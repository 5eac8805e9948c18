//! Manufacturer directory.
//!
//! Keys are matched by substring against the lower-cased supplier text of a
//! catalog item; the first key in table order that matches wins.

use crate::model::Manufacturer;

/// Returns the built-in manufacturer directory.
#[must_use]
pub fn directory() -> &'static [Manufacturer] {
    MANUFACTURERS
}

const MANUFACTURERS: &[Manufacturer] = &[
    Manufacturer {
        key: "atcc",
        name: "ATCC (American Type Culture Collection)",
        id: Some("http://purl.obolibrary.org/obo/CLO_0000006"),
    },
    Manufacturer {
        key: "biochrom fcs superior",
        name: "Biochrom FCS Superior, Merck KGaA, Darmstadt, Germany",
        id: None,
    },
    Manufacturer { key: "carl zeiss", name: "Carl Zeiss AG, Oberkochen, Germany", id: None },
    Manufacturer { key: "cellvis", name: "Cellvis", id: None },
    Manufacturer { key: "eppendorf", name: "Eppendorf", id: None },
    Manufacturer { key: "greiner", name: "Greiner", id: None },
    Manufacturer { key: "ionoptix", name: "IonOptix", id: None },
    Manufacturer {
        key: "life technologies corporation",
        name: "Life Technologies Corporation, Eugene, Oregon, US",
        id: None,
    },
    Manufacturer {
        key: "life technologies gmbh",
        name: "Life Technologies GmbH, Darmstadt, Germany",
        id: None,
    },
    Manufacturer { key: "ols omni life sciences", name: "OLS Omni Life Sciences", id: None },
    Manufacturer { key: "ratiopharm gmbh", name: "Ratiopharm GmbH, Ulm, Germany", id: None },
    Manufacturer { key: "sanyo", name: "SANYO", id: None },
    Manufacturer {
        key: "serva electrophoresis gmbh",
        name: "SERVA Electrophoresis GmbH, Heidelberg, Germany",
        id: None,
    },
    Manufacturer { key: "sigma aldrich", name: "Sigma Aldrich, Munich, Germany", id: None },
];

#[cfg(test)]
mod tests {
    use super::*;

    #[test]
    fn keys_unique_and_lower_case() {
        let mut seen = std::collections::HashSet::new();
        for m in directory() {
            assert_eq!(m.key, m.key.to_lowercase());
            assert!(seen.insert(m.key), "Duplicate manufacturer key: {}", m.key);
        }
    }
}
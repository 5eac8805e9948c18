//! Controlled vocabularies for laboratory-notebook knowledge graphs.
//!
//! The `eln-vocab` crate provides the static lookup tables consumed by the
//! protocol modeling engine as typed Rust data: activity phrases,
//! manufacturers, protocol stages with their section templates,
//! physical-quantity shapes and content types. The IRI constants of every
//! term the engine emits live in [`iris`].
//!
//! # Entry Point
//!
//! ```
//! let vocab = eln_vocab::Vocabulary::builtin();
//! assert!(!vocab.activities.is_empty());
//! assert_eq!(vocab.content_type(".CSV"), Some("text/csv"));
//! ```
//!
//! Site-specific directories (people, institutions, tag templates) are not
//! part of this crate; they are supplied by configuration.

#![deny(
    clippy::unwrap_used,
    clippy::expect_used,
    clippy::panic,
    missing_docs,
    clippy::missing_errors_doc
)]

pub mod activities;
pub mod manufacturers;
pub mod mime_types;
pub mod model;
pub mod quantities;
pub mod stages;

pub use model::{
    iris, ActivityPhrase, ApproachVariant, FixedStage, License, Manufacturer, MimeType,
    NumericDatatype, QuantityShape, Unit, Vocabulary,
};

impl Vocabulary {
    /// Returns the built-in vocabulary.
    #[must_use]
    pub fn builtin() -> &'static Vocabulary {
        static VOCABULARY: std::sync::OnceLock<Vocabulary> = std::sync::OnceLock::new();
        VOCABULARY.get_or_init(|| Vocabulary {
            activities: activities::phrases(),
            manufacturers: manufacturers::directory(),
            fixed_stages: stages::fixed(),
            approach_marker: stages::APPROACH_MARKER,
            approach_variants: stages::approach_variants(),
            quantities: quantities::shapes(),
            mime_types: mime_types::table(),
            license: License {
                id: "https://creativecommons.org/licenses/by/4.0/",
                name: "Attribution 4.0 International (CC BY 4.0)",
                description: "This work is licensed under a Creative Commons Attribution \
                              4.0 International License.",
            },
        })
    }
}
//! Fatal conversion errors.
//!
//! Any of these aborts the conversion; no graph is returned. Recoverable data
//! quality defects go through [`crate::diagnostics`] instead.

use std::fmt;

/// Directory a failed lookup was made against.
#[derive(Debug, Clone, Copy, PartialEq, Eq)]
pub enum LookupKind {
    /// Person directory.
    Researcher,
    /// Institution directory.
    Institution,
    /// Manufacturer directory.
    Manufacturer,
}

impl fmt::Display for LookupKind {
    fn fmt(&self, f: &mut fmt::Formatter<'_>) -> fmt::Result {
        f.write_str(match self {
            LookupKind::Researcher => "researcher",
            LookupKind::Institution => "institution",
            LookupKind::Manufacturer => "manufacturer",
        })
    }
}

/// A fatal conversion error.
#[derive(Debug, thiserror::Error)]
pub enum ConvertError {
    /// The document does not have the expected section/stage/table structure.
    #[error("structural error: {0}")]
    Structural(String),

    /// A name was not found in a static directory.
    #[error("unresolved {kind} lookup: \"{name}\"")]
    UnresolvedLookup {
        /// Directory searched.
        kind: LookupKind,
        /// Name as searched.
        name: String,
    },

    /// A quantity pattern matched but its unit token is not recognized.
    #[error("unknown unit \"{unit}\" in {quantity} \"{text}\"")]
    UnknownUnit {
        /// Quantity shape name.
        quantity: &'static str,
        /// Unit token as written.
        unit: String,
        /// Matched text.
        text: String,
    },

    /// A mixture fragment has a different number of percentages than items.
    #[error(
        "composition mismatch: {items} item(s) but {percentages} percentage(s) in \"{fragment}\""
    )]
    CompositionMismatch {
        /// Fragment text.
        fragment: String,
        /// Referenced item count.
        items: usize,
        /// Percentage token count.
        percentages: usize,
    },

    /// An input record carries a timestamp that is not `YYYY-MM-DD HH:MM:SS`.
    #[error("invalid timestamp in {field}: \"{value}\"")]
    InvalidTimestamp {
        /// Record field.
        field: String,
        /// Offending value.
        value: String,
    },

    /// A built-in pattern failed to compile.
    #[error("invalid pattern: {0}")]
    Pattern(#[from] regex::Error),
}

impl ConvertError {
    pub(crate) fn structural(message: impl Into<String>) -> Self {
        ConvertError::Structural(message.into())
    }
}

/// Convenience alias for engine results.
pub type Result<T> = std::result::Result<T, ConvertError>;
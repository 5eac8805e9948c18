//! Entity resolution: from hyperlinks and free text to graph nodes.
//!
//! A usage fragment (a whole cell, or one list item inside it) is resolved to
//! the catalog items it links. A single item with a `LOT` phrase becomes a lot
//! instance; several items joined by `+` become a mixture. An
//! `(Attributed to ...)` phrase resolves a researcher whatever else matched.

pub mod agents;
pub mod items;
pub mod mixture;

use regex::Regex;

use crate::context::ModelContext;
use crate::document::{Content, Fragment, List};
use crate::error::Result;
use crate::graph::Iri;
use crate::input::CatalogItem;

pub use agents::{resolve_manufacturer, resolve_researcher, Researcher};
pub use items::{model_catalog, model_item, resolve_instance};
pub use mixture::{resolve_mixture, Composition};

/// Compiled patterns for usage resolution.
#[derive(Debug, Clone)]
pub struct EntityResolver {
    lot: Regex,
    passage: Regex,
    attribution: Regex,
    percentage: Regex,
}

impl EntityResolver {
    /// Compiles the usage patterns.
    ///
    /// # Errors
    ///
    /// Returns [`crate::ConvertError::Pattern`] if a pattern does not compile.
    pub fn new() -> Result<Self> {
        Ok(Self {
            lot: Regex::new(r"LOT \w+")?,
            passage: Regex::new(r"Passage \d+")?,
            attribution: Regex::new(r"\(Attributed to [^)]+\)")?,
            percentage: Regex::new(r"[.\d]+\s*%")?,
        })
    }

    /// Resolves every fragment of `content`, in document order.
    ///
    /// # Errors
    ///
    /// See [`EntityResolver::resolve_fragment`].
    pub fn resolve_content(&self, ctx: &mut ModelContext<'_>, content: &Content) -> Result<Vec<Iri>> {
        let mut out = Vec::new();
        for fragment in content.fragments() {
            out.extend(self.resolve_fragment(ctx, fragment)?);
        }
        Ok(out)
    }

    /// Resolves every item of `list`, nested items included.
    ///
    /// # Errors
    ///
    /// See [`EntityResolver::resolve_fragment`].
    pub fn resolve_list(&self, ctx: &mut ModelContext<'_>, list: &List) -> Result<Vec<Iri>> {
        let mut out = Vec::new();
        for item in list.all_items() {
            out.extend(self.resolve_fragment(ctx, Fragment::Content(item))?);
        }
        Ok(out)
    }

    /// Resolves one fragment to the nodes it uses.
    ///
    /// # Errors
    ///
    /// Returns [`crate::ConvertError::UnresolvedLookup`] for an unknown
    /// attributed researcher and [`crate::ConvertError::CompositionMismatch`]
    /// for a mixture whose percentages do not pair up with its items.
    pub fn resolve_fragment(
        &self,
        ctx: &mut ModelContext<'_>,
        fragment: Fragment<'_>,
    ) -> Result<Vec<Iri>> {
        let catalog = ctx.catalog;
        let text = fragment.text();
        let items: Vec<&CatalogItem> = fragment
            .links()
            .into_iter()
            .filter_map(|link| catalog.resolve_link(&link.href))
            .collect();

        let researcher = match self.attribution.find(&text) {
            Some(m) => {
                let name = m
                    .as_str()
                    .trim_start_matches("(Attributed to")
                    .trim_end_matches(')')
                    .trim()
                    .to_lowercase();
                Some(resolve_researcher(ctx, &name)?)
            }
            None => None,
        };

        match items.as_slice() {
            [] => Ok(Vec::new()),
            [item] => match self.lot.find(&text) {
                Some(lot) => {
                    let passage = self.passage.find(&text).map(|m| m.as_str());
                    Ok(vec![resolve_instance(ctx, item, lot.as_str(), passage)])
                }
                None => Ok(vec![ctx.ids.database_item(&item.id)]),
            },
            _ if text.contains('+') => {
                let percentages: Vec<&str> =
                    self.percentage.find_iter(&text).map(|m| m.as_str()).collect();
                let composition = Composition::new(&text, &items, &percentages)?;
                let mixture = resolve_mixture(ctx, &composition, researcher.as_ref());
                Ok(vec![mixture])
            }
            _ => Ok(items
                .iter()
                .map(|item| ctx.ids.database_item(&item.id))
                .collect()),
        }
    }
}

#[cfg(test)]
#[allow(clippy::unwrap_used)]
mod tests {
    use super::*;
    use crate::config::fixtures;
    use crate::error::ConvertError;
    use crate::graph::Node;
    use crate::html::parse_document;
    use crate::input::{Catalog, ItemRecord};
    use eln_vocab::iris;

    fn catalog() -> Catalog {
        let item = |id: &str, title: &str| {
            CatalogItem::from_record(ItemRecord {
                id: id.to_owned(),
                title: title.to_owned(),
                category: "Chemical".to_owned(),
                lastchange: "2021-01-21 16:00:20".to_owned(),
                body: String::new(),
            })
            .unwrap()
        };
        Catalog::new([item("1", "PBS"), item("2", "Ethanol"), item("3", "Water")])
    }

    fn cell(html: &str) -> Content {
        let doc = parse_document(&format!("<table><tr><td>{html}</td></tr></table>"));
        doc.first_table().unwrap().rows[0].cells[0].clone()
    }

    #[test]
    fn plain_link_resolves_generic_item() {
        let dirs = fixtures::directories();
        let catalog = catalog();
        let mut ctx = ModelContext::new(&dirs, &catalog, "1");
        let resolver = EntityResolver::new().unwrap();
        let used = resolver
            .resolve_content(&mut ctx, &cell(r#"<a href="Database/Chemical - PBS.html">PBS</a>"#))
            .unwrap();
        assert_eq!(used, [ctx.ids.database_item("1")]);
    }

    #[test]
    fn lot_and_passage_resolve_instance() {
        let dirs = fixtures::directories();
        let catalog = catalog();
        let mut ctx = ModelContext::new(&dirs, &catalog, "1");
        let resolver = EntityResolver::new().unwrap();
        let used = resolver
            .resolve_content(
                &mut ctx,
                &cell(r#"<a href="Database/Chemical - PBS.html">PBS</a> LOT X9 Passage 3"#),
            )
            .unwrap();
        assert_eq!(used, [ctx.ids.item_instance("1", "X9", Some("3"))]);
    }

    #[test]
    fn links_without_plus_are_used_separately() {
        let dirs = fixtures::directories();
        let catalog = catalog();
        let mut ctx = ModelContext::new(&dirs, &catalog, "1");
        let resolver = EntityResolver::new().unwrap();
        let used = resolver
            .resolve_content(
                &mut ctx,
                &cell(
                    r#"<a href="Database/Chemical - PBS.html">PBS</a> and <a href="database.php?mode=view&id=2">Ethanol</a>"#,
                ),
            )
            .unwrap();
        assert_eq!(used.len(), 2);
    }

    #[test]
    fn nested_list_items_resolve_independently() {
        let dirs = fixtures::directories();
        let catalog = catalog();
        let mut ctx = ModelContext::new(&dirs, &catalog, "1");
        let resolver = EntityResolver::new().unwrap();
        let used = resolver
            .resolve_content(
                &mut ctx,
                &cell(
                    r#"Use:<ul><li><a href="Database/Chemical - PBS.html">PBS</a> LOT A</li><li><a href="Database/Chemical - Water.html">Water</a></li></ul>"#,
                ),
            )
            .unwrap();
        assert_eq!(
            used,
            [ctx.ids.item_instance("1", "A", None), ctx.ids.database_item("3")]
        );
    }

    #[test]
    fn attribution_without_links_still_resolves_researcher() {
        let dirs = fixtures::directories();
        let catalog = catalog();
        let mut ctx = ModelContext::new(&dirs, &catalog, "1");
        let resolver = EntityResolver::new().unwrap();
        let used = resolver
            .resolve_content(&mut ctx, &cell("prepared earlier (Attributed to Jane Doe)"))
            .unwrap();
        assert!(used.is_empty());
        let jane = Node::from(ctx.ids.researcher("jane doe", None));
        assert!(ctx.graph.holds(&jane, iris::RDF_TYPE, Iri::new(iris::PROV_PERSON)));
    }

    #[test]
    fn unknown_attribution_is_fatal() {
        let dirs = fixtures::directories();
        let catalog = catalog();
        let mut ctx = ModelContext::new(&dirs, &catalog, "1");
        let resolver = EntityResolver::new().unwrap();
        let err = resolver
            .resolve_content(&mut ctx, &cell("(Attributed to Nobody)"))
            .unwrap_err();
        assert!(matches!(err, ConvertError::UnresolvedLookup { .. }));
    }
}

WHAT NEEDS TO BE DONE
Looking at the data above, write out exactly the lines that start at the one containing "pub mod agents;" and end at the one containing "use crate::input::CatalogItem;"; include both and nothing beyond.

ANSWER TO THIS TASK
pub mod agents;
pub mod items;
pub mod mixture;

use regex::Regex;

use crate::context::ModelContext;
use crate::document::{Content, Fragment, List};
use crate::error::Result;
use crate::graph::Iri;
use crate::input::CatalogItem;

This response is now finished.